-- Task requirements --
For the listing below, give the number of lines in which "enum" occurs. Add nothing.

════

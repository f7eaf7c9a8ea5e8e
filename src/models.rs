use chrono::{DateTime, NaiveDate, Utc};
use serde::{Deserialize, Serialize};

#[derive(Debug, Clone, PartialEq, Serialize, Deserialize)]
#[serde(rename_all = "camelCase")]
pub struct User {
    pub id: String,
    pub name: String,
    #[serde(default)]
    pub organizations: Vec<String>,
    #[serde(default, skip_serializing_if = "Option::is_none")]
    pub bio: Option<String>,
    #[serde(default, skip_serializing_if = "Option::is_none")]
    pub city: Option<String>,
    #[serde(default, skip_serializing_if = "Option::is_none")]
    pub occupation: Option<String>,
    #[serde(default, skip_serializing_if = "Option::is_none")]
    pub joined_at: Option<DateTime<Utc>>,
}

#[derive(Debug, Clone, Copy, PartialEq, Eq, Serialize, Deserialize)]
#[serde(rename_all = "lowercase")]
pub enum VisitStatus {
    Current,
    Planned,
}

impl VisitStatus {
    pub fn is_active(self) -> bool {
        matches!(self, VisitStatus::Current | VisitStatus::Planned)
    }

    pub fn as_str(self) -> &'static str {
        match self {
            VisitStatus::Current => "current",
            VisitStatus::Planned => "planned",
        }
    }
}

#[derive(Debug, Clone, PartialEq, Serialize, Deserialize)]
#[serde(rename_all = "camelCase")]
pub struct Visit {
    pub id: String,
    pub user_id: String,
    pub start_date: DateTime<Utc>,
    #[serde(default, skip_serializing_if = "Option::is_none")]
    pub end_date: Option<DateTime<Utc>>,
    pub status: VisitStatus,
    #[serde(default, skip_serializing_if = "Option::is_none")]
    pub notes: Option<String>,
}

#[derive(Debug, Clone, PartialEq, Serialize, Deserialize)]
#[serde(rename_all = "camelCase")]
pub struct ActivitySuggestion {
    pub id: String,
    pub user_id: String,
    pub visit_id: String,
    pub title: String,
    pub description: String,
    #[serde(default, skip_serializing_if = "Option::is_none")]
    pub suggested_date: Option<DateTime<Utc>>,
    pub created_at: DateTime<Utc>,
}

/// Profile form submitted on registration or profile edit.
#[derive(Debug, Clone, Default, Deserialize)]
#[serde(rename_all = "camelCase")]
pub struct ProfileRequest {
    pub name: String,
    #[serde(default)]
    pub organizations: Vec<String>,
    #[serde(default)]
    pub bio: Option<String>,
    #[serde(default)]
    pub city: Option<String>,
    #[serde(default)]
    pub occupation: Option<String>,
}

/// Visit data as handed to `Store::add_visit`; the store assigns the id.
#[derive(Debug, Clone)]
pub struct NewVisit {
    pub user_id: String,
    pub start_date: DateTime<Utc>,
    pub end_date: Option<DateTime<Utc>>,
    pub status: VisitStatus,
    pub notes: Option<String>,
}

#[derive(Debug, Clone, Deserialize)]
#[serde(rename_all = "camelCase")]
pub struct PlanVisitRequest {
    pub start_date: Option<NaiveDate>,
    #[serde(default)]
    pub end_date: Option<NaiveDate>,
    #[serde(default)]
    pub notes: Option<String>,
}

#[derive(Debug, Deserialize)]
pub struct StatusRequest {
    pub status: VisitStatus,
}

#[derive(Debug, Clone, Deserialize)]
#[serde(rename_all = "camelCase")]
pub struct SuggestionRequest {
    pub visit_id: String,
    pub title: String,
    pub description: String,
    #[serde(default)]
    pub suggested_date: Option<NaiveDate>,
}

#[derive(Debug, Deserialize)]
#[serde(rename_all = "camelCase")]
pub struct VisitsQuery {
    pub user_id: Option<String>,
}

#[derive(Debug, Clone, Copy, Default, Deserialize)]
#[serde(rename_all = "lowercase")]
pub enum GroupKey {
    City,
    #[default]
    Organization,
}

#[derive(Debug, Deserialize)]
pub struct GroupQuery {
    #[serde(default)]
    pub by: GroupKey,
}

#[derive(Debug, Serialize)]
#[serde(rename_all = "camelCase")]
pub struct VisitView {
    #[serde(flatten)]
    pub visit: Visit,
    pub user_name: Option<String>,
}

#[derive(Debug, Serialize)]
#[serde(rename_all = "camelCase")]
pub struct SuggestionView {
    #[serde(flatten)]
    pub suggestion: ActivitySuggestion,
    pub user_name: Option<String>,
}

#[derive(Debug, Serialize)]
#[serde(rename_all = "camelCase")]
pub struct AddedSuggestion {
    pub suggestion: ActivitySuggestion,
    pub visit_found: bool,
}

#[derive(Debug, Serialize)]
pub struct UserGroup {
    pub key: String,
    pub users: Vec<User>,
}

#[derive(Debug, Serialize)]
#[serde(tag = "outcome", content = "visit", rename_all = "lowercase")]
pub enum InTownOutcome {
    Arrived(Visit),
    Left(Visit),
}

════

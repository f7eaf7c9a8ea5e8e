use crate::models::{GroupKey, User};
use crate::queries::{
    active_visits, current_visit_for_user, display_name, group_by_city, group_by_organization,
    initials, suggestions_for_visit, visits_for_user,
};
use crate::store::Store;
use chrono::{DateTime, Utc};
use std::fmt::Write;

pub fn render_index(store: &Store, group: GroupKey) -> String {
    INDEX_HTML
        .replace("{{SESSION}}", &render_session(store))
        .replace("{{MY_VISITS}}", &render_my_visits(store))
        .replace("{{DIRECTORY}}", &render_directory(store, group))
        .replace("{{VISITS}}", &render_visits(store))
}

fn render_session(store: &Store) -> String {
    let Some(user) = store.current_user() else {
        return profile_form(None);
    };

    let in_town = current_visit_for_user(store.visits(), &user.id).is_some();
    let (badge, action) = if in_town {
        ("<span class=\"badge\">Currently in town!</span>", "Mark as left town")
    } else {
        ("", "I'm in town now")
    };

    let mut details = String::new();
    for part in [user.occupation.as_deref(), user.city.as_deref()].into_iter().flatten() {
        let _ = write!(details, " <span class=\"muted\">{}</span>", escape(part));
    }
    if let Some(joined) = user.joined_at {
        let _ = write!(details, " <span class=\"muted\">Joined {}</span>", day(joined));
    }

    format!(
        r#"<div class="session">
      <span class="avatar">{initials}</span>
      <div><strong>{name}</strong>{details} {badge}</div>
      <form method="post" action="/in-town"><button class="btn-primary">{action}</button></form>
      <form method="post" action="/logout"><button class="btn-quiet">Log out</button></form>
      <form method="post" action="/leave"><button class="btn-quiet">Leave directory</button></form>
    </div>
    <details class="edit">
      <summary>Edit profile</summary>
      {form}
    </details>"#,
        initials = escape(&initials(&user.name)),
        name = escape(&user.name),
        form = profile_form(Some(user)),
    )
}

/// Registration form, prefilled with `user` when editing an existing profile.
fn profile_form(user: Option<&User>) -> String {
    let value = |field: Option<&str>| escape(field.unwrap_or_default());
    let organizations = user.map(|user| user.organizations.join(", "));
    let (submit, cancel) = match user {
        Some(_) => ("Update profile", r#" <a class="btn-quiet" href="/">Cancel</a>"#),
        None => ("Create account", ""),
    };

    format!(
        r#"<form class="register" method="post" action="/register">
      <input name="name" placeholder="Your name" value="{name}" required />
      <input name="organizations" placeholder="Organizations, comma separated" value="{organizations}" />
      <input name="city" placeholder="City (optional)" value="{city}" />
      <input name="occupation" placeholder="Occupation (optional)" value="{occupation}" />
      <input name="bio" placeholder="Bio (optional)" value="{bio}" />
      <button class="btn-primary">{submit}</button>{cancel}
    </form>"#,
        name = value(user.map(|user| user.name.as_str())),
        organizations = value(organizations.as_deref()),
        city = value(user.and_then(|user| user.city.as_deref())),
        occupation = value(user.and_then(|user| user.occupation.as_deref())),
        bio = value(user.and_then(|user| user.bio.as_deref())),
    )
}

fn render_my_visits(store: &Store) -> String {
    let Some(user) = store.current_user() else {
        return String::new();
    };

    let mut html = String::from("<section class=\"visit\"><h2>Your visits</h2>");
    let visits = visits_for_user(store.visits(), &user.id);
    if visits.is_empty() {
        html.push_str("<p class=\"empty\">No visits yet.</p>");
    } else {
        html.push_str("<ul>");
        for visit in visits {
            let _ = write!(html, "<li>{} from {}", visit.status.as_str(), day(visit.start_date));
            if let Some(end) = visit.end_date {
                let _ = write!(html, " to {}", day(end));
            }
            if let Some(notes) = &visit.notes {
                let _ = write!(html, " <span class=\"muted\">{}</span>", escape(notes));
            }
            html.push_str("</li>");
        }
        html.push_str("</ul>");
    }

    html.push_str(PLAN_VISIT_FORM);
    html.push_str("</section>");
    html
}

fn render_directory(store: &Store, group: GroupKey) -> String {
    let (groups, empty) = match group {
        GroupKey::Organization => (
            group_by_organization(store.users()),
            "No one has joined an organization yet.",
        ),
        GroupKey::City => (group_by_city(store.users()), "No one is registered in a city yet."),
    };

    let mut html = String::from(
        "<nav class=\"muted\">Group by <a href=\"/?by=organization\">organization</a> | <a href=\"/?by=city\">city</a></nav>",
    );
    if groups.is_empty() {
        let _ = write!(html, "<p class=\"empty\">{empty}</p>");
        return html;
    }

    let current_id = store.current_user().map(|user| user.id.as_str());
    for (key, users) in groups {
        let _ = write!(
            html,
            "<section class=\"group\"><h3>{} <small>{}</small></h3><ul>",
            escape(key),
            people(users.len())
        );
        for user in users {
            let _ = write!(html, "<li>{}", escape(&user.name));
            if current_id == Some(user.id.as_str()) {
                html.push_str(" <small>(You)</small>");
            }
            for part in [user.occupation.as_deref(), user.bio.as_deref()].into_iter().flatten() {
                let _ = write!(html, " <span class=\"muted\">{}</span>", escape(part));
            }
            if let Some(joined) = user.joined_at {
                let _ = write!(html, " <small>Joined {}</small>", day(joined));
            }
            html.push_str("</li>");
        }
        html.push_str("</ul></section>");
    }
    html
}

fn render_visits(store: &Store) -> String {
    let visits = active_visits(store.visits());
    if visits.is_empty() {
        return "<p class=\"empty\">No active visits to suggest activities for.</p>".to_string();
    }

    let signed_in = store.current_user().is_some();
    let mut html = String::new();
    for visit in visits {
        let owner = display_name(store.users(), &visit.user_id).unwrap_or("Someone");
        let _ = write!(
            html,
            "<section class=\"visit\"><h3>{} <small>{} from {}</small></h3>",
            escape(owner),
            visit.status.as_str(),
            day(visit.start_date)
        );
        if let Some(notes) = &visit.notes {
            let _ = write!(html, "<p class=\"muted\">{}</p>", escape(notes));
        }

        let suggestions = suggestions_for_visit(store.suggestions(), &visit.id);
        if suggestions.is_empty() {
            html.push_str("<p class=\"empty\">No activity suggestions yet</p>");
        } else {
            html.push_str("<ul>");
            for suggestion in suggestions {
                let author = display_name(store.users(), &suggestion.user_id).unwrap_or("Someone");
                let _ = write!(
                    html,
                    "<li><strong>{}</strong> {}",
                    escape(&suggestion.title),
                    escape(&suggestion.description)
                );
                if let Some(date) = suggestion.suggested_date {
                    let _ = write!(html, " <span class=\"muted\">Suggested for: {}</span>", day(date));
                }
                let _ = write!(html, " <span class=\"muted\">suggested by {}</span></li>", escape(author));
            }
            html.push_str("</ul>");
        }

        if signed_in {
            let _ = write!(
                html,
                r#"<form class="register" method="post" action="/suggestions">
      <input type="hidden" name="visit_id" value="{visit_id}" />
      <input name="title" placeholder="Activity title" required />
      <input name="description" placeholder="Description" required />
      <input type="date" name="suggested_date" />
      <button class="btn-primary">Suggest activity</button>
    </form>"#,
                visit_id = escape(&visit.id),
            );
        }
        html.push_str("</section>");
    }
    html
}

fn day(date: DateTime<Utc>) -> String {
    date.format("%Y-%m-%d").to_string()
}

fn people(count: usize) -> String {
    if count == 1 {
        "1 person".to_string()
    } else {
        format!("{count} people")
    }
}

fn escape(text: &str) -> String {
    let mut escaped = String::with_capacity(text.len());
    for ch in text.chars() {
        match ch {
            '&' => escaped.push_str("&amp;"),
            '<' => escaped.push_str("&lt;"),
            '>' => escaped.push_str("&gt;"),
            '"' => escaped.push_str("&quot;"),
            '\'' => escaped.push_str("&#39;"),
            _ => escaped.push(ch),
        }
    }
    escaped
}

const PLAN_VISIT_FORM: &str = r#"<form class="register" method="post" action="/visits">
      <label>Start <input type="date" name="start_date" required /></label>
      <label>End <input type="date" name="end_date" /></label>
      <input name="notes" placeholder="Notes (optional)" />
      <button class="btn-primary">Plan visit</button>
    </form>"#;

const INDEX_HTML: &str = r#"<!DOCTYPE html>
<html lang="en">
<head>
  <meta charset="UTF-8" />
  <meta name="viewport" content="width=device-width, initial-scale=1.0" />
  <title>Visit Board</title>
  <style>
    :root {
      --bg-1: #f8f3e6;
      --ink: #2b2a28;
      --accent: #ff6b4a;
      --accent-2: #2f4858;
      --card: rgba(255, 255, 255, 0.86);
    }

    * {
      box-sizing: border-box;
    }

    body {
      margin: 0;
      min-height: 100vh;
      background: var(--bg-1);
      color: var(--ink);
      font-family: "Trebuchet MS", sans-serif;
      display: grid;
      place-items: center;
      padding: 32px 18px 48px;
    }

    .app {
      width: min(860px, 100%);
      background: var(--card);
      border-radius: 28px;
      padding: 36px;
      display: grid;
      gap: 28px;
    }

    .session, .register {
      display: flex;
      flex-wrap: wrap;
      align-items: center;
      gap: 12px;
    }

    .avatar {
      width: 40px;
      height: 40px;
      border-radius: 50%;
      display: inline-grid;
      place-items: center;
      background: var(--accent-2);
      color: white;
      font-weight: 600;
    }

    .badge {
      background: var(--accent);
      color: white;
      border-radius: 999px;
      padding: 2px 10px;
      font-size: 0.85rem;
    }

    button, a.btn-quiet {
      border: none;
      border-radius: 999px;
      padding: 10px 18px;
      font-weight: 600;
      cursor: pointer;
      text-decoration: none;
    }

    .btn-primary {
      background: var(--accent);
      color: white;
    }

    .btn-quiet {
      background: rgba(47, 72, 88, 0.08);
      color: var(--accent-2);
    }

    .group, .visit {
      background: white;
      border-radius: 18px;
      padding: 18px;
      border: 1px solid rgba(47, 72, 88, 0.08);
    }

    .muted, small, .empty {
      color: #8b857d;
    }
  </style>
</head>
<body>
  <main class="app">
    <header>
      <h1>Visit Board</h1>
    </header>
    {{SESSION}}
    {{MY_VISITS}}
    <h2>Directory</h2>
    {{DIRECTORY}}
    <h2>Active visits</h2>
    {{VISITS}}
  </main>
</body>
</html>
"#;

════

-- Solution to this task --
3